Products and Systems
GB200 Grace Blackwell Superchip
A packaged solution that couples Blackwell GPUs with the Grace CPU and NVLink-C2C coherency. It is a building block for rack-scale systems such as GB200 NVL72.
GB200 NVL72
A rack-scale, liquid-cooled system that connects 36 Grace CPUs and 72 Blackwell GPUs in a single NVLink domain. It is purpose-built for trillion-parameter LLM training and real-time inference at hyperscale.
DGX GB200 and HGX derivatives
Vendor systems using Blackwell to deliver dense GPU compute for enterprises and cloud providers.
Why Blackwell for Large AI Models
Blackwell shifts the bottleneck away from interconnect and memory by offering very high intra-GPU and inter-GPU bandwidth, cohesive memory models and transformer-first cores. The net result is substantially faster iteration times for large models, lower latency for inference and improved energy efficiency per token compared with prior generations on many LLM configurations.

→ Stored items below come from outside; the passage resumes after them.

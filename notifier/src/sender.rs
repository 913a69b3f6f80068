use aws_sdk_sesv2::error::ProvideErrorMetadata;
use aws_sdk_sesv2::{
    Client,
    types::{Body, Content, Destination, EmailContent, Message},
};

use crate::{EmailMessage, NotifyError};

const CHARSET: &str = "UTF-8";

/// Sends upload notices through SES from a fixed sender to a fixed recipient.
pub struct EmailSender {
    ses_client: Client,
    from_address: String,
    to_address: String,
}

impl EmailSender {
    pub fn new(ses_client: Client, from_address: String, to_address: String) -> EmailSender {
        EmailSender {
            ses_client,
            from_address,
            to_address,
        }
    }

    /// Returns the SES message id. `key` only labels errors.
    pub async fn send(&self, key: &str, email: &EmailMessage) -> Result<String, NotifyError> {
        let destination = Destination::builder()
            .to_addresses(&self.to_address)
            .build();
        let content = EmailContent::builder()
            .simple(
                Message::builder()
                    .subject(utf8(&email.subject)?)
                    .body(
                        Body::builder()
                            .html(utf8(&email.html_body)?)
                            .text(utf8(&email.text_body)?)
                            .build(),
                    )
                    .build(),
            )
            .build();

        let out = self
            .ses_client
            .send_email()
            .from_email_address(&self.from_address)
            .destination(destination)
            .content(content)
            .send()
            .await
            .map_err(|e| e.into_service_error())
            .map_err(|e| NotifyError::Send {
                key: key.to_owned(),
                message: e.message().map(str::to_owned).unwrap_or_else(|| e.to_string()),
            })?;

        Ok(out.message_id().unwrap_or_default().to_owned())
    }
}

fn utf8(data: &str) -> Result<Content, NotifyError> {
    Ok(Content::builder().data(data).charset(CHARSET).build()?)
}
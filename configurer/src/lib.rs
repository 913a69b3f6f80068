//! Custom resource handler that attaches an S3 bucket's object-created
//! notifications to a Lambda function.
//!
//! CloudFormation cannot declare the bucket notification directly: the bucket,
//! the function and the invoke permission would depend on each other. The
//! stack instead declares a custom resource, and this function applies the
//! configuration once all three exist.

mod error;
mod handler;
mod notification;
mod request;
mod response;

pub use error::ConfigureError;
pub use handler::{Configurer, DEFAULT_BUDGET, RESPONSE_MARGIN, time_budget};
pub use notification::{
    BucketNotifications, CONFIGURATION_ID, NotificationStore, OBJECT_CREATED_EVENTS,
};
pub use request::{
    CustomResourceRequest, DesiredState, FAILED_CREATE_PREFIX, RequestType, ResourceProperties,
    ResponseEnvelope, physical_resource_id,
};
pub use response::{
    Acknowledgement, CALLBACK_TIMEOUT, CustomResourceResponse, HttpResponseSender, ResponseSender,
    ResponseStatus,
};
#[cfg(test)]
mod tests {
    use std::time::UNIX_EPOCH;

    use aws_sdk_s3::operation::put_bucket_notification_configuration::{
        PutBucketNotificationConfigurationError, PutBucketNotificationConfigurationOutput,
    };
    use async_trait::async_trait;
    use aws_smithy_mocks::{mock, mock_client};
    use pretty_assertions::assert_eq;
    use serde_json::json;

    use super::*;
    use crate::test_support::{FailingSender, RecordingSender, create_request, s3_error};
    use crate::{BucketNotifications, DesiredState, RequestType, ResponseStatus};

    const FUNCTION_ARN: &str = "arn:aws:lambda:us-east-1:123456789012:function:fn-notify";

    fn configurer(s3: aws_sdk_s3::Client, sender: &Arc<RecordingSender>) -> Configurer {
        let responder: Arc<dyn ResponseSender> = sender.clone();
        Configurer::new(Arc::new(BucketNotifications::new(s3)), responder)
    }

    fn ok_rule() -> aws_smithy_mocks::Rule {
        mock!(aws_sdk_s3::Client::put_bucket_notification_configuration)
            .then_output(|| PutBucketNotificationConfigurationOutput::builder().build())
    }

    #[tokio::test]
    async fn create_binds_and_reports_success() {
        let put_rule = mock!(aws_sdk_s3::Client::put_bucket_notification_configuration)
            .match_requests(|req| {
                req.bucket() == Some("bkt-1")
                    && req.notification_configuration().is_some_and(|c| {
                        c.lambda_function_configurations()
                            .iter()
                            .any(|l| l.lambda_function_arn() == FUNCTION_ARN)
                    })
            })
            .then_output(|| PutBucketNotificationConfigurationOutput::builder().build());
        let s3 = mock_client!(aws_sdk_s3, [&put_rule]);
        let sender = Arc::new(RecordingSender::default());

        let response = configurer(s3, &sender)
            .handle(create_request("bkt-1", FUNCTION_ARN), &Context::default())
            .await
            .unwrap();

        assert_eq!(put_rule.num_calls(), 1);
        assert_eq!(response.status, ResponseStatus::Success);
        assert_eq!(response.physical_resource_id, "bkt-1-notify-config");
        assert_eq!(response.reason, None);
        assert_eq!(sender.sent().len(), 1);
    }

    #[tokio::test]
    async fn update_reports_id_of_new_bucket() {
        let put_rule = ok_rule();
        let s3 = mock_client!(aws_sdk_s3, [&put_rule]);
        let sender = Arc::new(RecordingSender::default());
        let mut request = create_request("bkt-2", FUNCTION_ARN);
        request.request_type = RequestType::Update;
        request.physical_resource_id = Some("bkt-1-notify-config".into());

        let response = configurer(s3, &sender)
            .handle(request, &Context::default())
            .await
            .unwrap();

        assert_eq!(put_rule.num_calls(), 1);
        assert_eq!(response.status, ResponseStatus::Success);
        assert_eq!(response.physical_resource_id, "bkt-2-notify-config");
        assert_eq!(sender.sent().len(), 1);
    }

    #[tokio::test]
    async fn delete_without_configuration_succeeds() {
        let put_rule = mock!(aws_sdk_s3::Client::put_bucket_notification_configuration)
            .then_error(|| {
                PutBucketNotificationConfigurationError::generic(s3_error(
                    "NoSuchBucket",
                    "The specified bucket does not exist",
                ))
            });
        let s3 = mock_client!(aws_sdk_s3, [&put_rule]);
        let sender = Arc::new(RecordingSender::default());
        let mut request = create_request("bkt-1", FUNCTION_ARN);
        request.request_type = RequestType::Delete;
        request.physical_resource_id = Some("bkt-1-notify-config".into());

        let response = configurer(s3, &sender)
            .handle(request, &Context::default())
            .await
            .unwrap();

        assert_eq!(put_rule.num_calls(), 1);
        assert_eq!(response.status, ResponseStatus::Success);
        assert_eq!(response.physical_resource_id, "bkt-1-notify-config");
        assert_eq!(sender.sent().len(), 1);
    }

    #[tokio::test]
    async fn delete_of_failed_create_skips_storage() {
        let put_rule = ok_rule();
        let s3 = mock_client!(aws_sdk_s3, [&put_rule]);
        let sender = Arc::new(RecordingSender::default());
        let mut request = create_request("bkt-1", FUNCTION_ARN);
        request.request_type = RequestType::Delete;
        request.physical_resource_id = Some("failed-create-req-0".into());

        let response = configurer(s3, &sender)
            .handle(request, &Context::default())
            .await
            .unwrap();

        assert_eq!(put_rule.num_calls(), 0);
        assert_eq!(response.status, ResponseStatus::Success);
        assert_eq!(sender.sent().len(), 1);
    }

    #[tokio::test]
    async fn storage_error_reports_failure_once() {
        let put_rule = mock!(aws_sdk_s3::Client::put_bucket_notification_configuration)
            .then_error(|| {
                PutBucketNotificationConfigurationError::generic(s3_error(
                    "AccessDenied",
                    "Access Denied",
                ))
            });
        let s3 = mock_client!(aws_sdk_s3, [&put_rule]);
        let sender = Arc::new(RecordingSender::default());

        let response = configurer(s3, &sender)
            .handle(create_request("bkt-1", FUNCTION_ARN), &Context::default())
            .await
            .unwrap();

        assert_eq!(response.status, ResponseStatus::Failed);
        assert!(response.reason.as_deref().is_some_and(|r| r.contains("Access Denied")));
        assert_eq!(response.physical_resource_id, "failed-create-req-1");
        assert_eq!(sender.sent().len(), 1);
    }

    #[tokio::test]
    async fn missing_properties_report_failure_without_calling_s3() {
        let put_rule = ok_rule();
        let s3 = mock_client!(aws_sdk_s3, [&put_rule]);
        let sender = Arc::new(RecordingSender::default());
        let mut request = create_request("bkt-1", FUNCTION_ARN);
        request.resource_properties.bucket_name = None;

        let response = configurer(s3, &sender)
            .handle(request, &Context::default())
            .await
            .unwrap();

        assert_eq!(put_rule.num_calls(), 0);
        assert_eq!(response.status, ResponseStatus::Failed);
        assert_eq!(
            response.reason.as_deref(),
            Some("resource property S3BucketName is missing")
        );
        assert_eq!(sender.sent().len(), 1);
    }

    #[tokio::test]
    async fn panic_during_reconcile_reports_failure() {
        let put_rule = mock!(aws_sdk_s3::Client::put_bucket_notification_configuration)
            .then_output(|| -> PutBucketNotificationConfigurationOutput { panic!("storage fake exploded") });
        let s3 = mock_client!(aws_sdk_s3, [&put_rule]);
        let sender = Arc::new(RecordingSender::default());

        let response = configurer(s3, &sender)
            .handle(create_request("bkt-1", FUNCTION_ARN), &Context::default())
            .await
            .unwrap();

        assert_eq!(response.status, ResponseStatus::Failed);
        assert!(response.reason.as_deref().is_some_and(|r| r.starts_with("reconciliation aborted")));
        assert_eq!(sender.sent().len(), 1);
    }

    #[tokio::test]
    async fn undeliverable_response_fails_invocation() {
        let put_rule = ok_rule();
        let s3 = mock_client!(aws_sdk_s3, [&put_rule]);
        let configurer = Configurer::new(Arc::new(BucketNotifications::new(s3)), Arc::new(FailingSender));

        let err = configurer
            .handle(create_request("bkt-1", FUNCTION_ARN), &Context::default())
            .await
            .unwrap_err();

        assert!(matches!(err, ConfigureError::CallbackRejected(403)));
    }

    #[test]
    fn budget_keeps_margin_before_deadline() {
        let mut context = Context::default();
        let deadline = SystemTime::now() + RESPONSE_MARGIN + Duration::from_secs(60);
        context.deadline = deadline.duration_since(UNIX_EPOCH).unwrap().as_millis() as u64;

        let budget = time_budget(&context);

        assert!(budget <= Duration::from_secs(60));
        assert!(budget > Duration::from_secs(55));
    }

    #[test]
    fn margin_outlasts_callback_timeout() {
        assert!(RESPONSE_MARGIN > CALLBACK_TIMEOUT);
    }

    struct StalledStore;

    #[async_trait]
    impl NotificationStore for StalledStore {
        async fn reconcile(&self, _desired: &DesiredState) -> Result<(), ConfigureError> {
            std::future::pending().await
        }
    }

    #[tokio::test(start_paused = true)]
    async fn stalled_reconcile_times_out_as_failure() {
        let sender = Arc::new(RecordingSender::default());
        let responder: Arc<dyn ResponseSender> = sender.clone();
        let configurer = Configurer::new(Arc::new(StalledStore), responder);

        let response = configurer
            .handle(create_request("bkt-1", FUNCTION_ARN), &Context::default())
            .await
            .unwrap();

        assert_eq!(response.status, ResponseStatus::Failed);
        assert!(
            response
                .reason
                .as_deref()
                .is_some_and(|r| r.starts_with("reconciliation did not finish"))
        );
        assert_eq!(sender.sent().len(), 1);
    }

    fn raw_create_payload() -> Value {
        json!({
            "RequestType": "Create",
            "ResponseURL": "https://cloudformation-custom-resource-response.s3.amazonaws.com/req-1",
            "StackId": "arn:aws:cloudformation:us-east-1:123456789012:stack/notify/1",
            "RequestId": "req-1",
            "LogicalResourceId": "BucketNotification",
            "ResourceType": "Custom::BucketNotification",
            "ResourceProperties": {
                "S3BucketName": "bkt-1",
                "FunctionARN": FUNCTION_ARN
            }
        })
    }

    #[tokio::test]
    async fn raw_payload_is_handled() {
        let put_rule = ok_rule();
        let s3 = mock_client!(aws_sdk_s3, [&put_rule]);
        let sender = Arc::new(RecordingSender::default());

        let response = configurer(s3, &sender)
            .handle_event(raw_create_payload(), &Context::default())
            .await
            .unwrap();

        assert_eq!(put_rule.num_calls(), 1);
        assert_eq!(response.status, ResponseStatus::Success);
        assert_eq!(response.physical_resource_id, "bkt-1-notify-config");
    }

    #[tokio::test]
    async fn payload_without_logical_id_still_gets_one_failure() {
        let put_rule = ok_rule();
        let s3 = mock_client!(aws_sdk_s3, [&put_rule]);
        let sender = Arc::new(RecordingSender::default());
        let mut payload = raw_create_payload();
        payload.as_object_mut().unwrap().remove("LogicalResourceId");

        let response = configurer(s3, &sender)
            .handle_event(payload, &Context::default())
            .await
            .unwrap();

        assert_eq!(put_rule.num_calls(), 0);
        assert_eq!(response.status, ResponseStatus::Failed);
        assert_eq!(response.physical_resource_id, "failed-create-req-1");
        assert_eq!(response.request_id, "req-1");
        assert!(
            response
                .reason
                .as_deref()
                .is_some_and(|r| r.contains("LogicalResourceId"))
        );
        let sent = sender.sent();
        assert_eq!(sent.len(), 1);
        assert_eq!(
            sent[0].0,
            "https://cloudformation-custom-resource-response.s3.amazonaws.com/req-1"
        );
    }

    #[tokio::test]
    async fn unknown_request_type_gets_one_failure() {
        let put_rule = ok_rule();
        let s3 = mock_client!(aws_sdk_s3, [&put_rule]);
        let sender = Arc::new(RecordingSender::default());
        let mut payload = raw_create_payload();
        payload["RequestType"] = json!("Replace");
        payload["PhysicalResourceId"] = json!("bkt-1-notify-config");

        let response = configurer(s3, &sender)
            .handle_event(payload, &Context::default())
            .await
            .unwrap();

        assert_eq!(put_rule.num_calls(), 0);
        assert_eq!(response.status, ResponseStatus::Failed);
        assert_eq!(response.physical_resource_id, "bkt-1-notify-config");
        assert_eq!(sender.sent().len(), 1);
    }

    #[tokio::test]
    async fn payload_without_response_url_cannot_be_answered() {
        let put_rule = ok_rule();
        let s3 = mock_client!(aws_sdk_s3, [&put_rule]);
        let sender = Arc::new(RecordingSender::default());
        let mut payload = raw_create_payload();
        payload.as_object_mut().unwrap().remove("ResponseURL");

        let err = configurer(s3, &sender)
            .handle_event(payload, &Context::default())
            .await
            .unwrap_err();

        assert!(matches!(err, ConfigureError::Unanswerable));
        assert!(sender.sent().is_empty());
    }

    #[test]
    fn budget_falls_back_without_deadline() {
        assert_eq!(time_budget(&Context::default()), DEFAULT_BUDGET);
    }
}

Typical Blackwell use cases
- Trillion-parameter and multi-trillion-parameter model training.
- Real-time inference for agentic or multi-turn LLM use cases.
- Large-scale multimodal models and foundation model fine-tuning.
- HPC workloads that benefit from very high GPU ↔ GPU bandwidth.
Deployment and Integration Patterns
Blackwell systems are commonly deployed in the following ways:
- Rack-scale NVLink domains (NVL72): For the largest models, where GPUs must operate in a tightly coupled manner.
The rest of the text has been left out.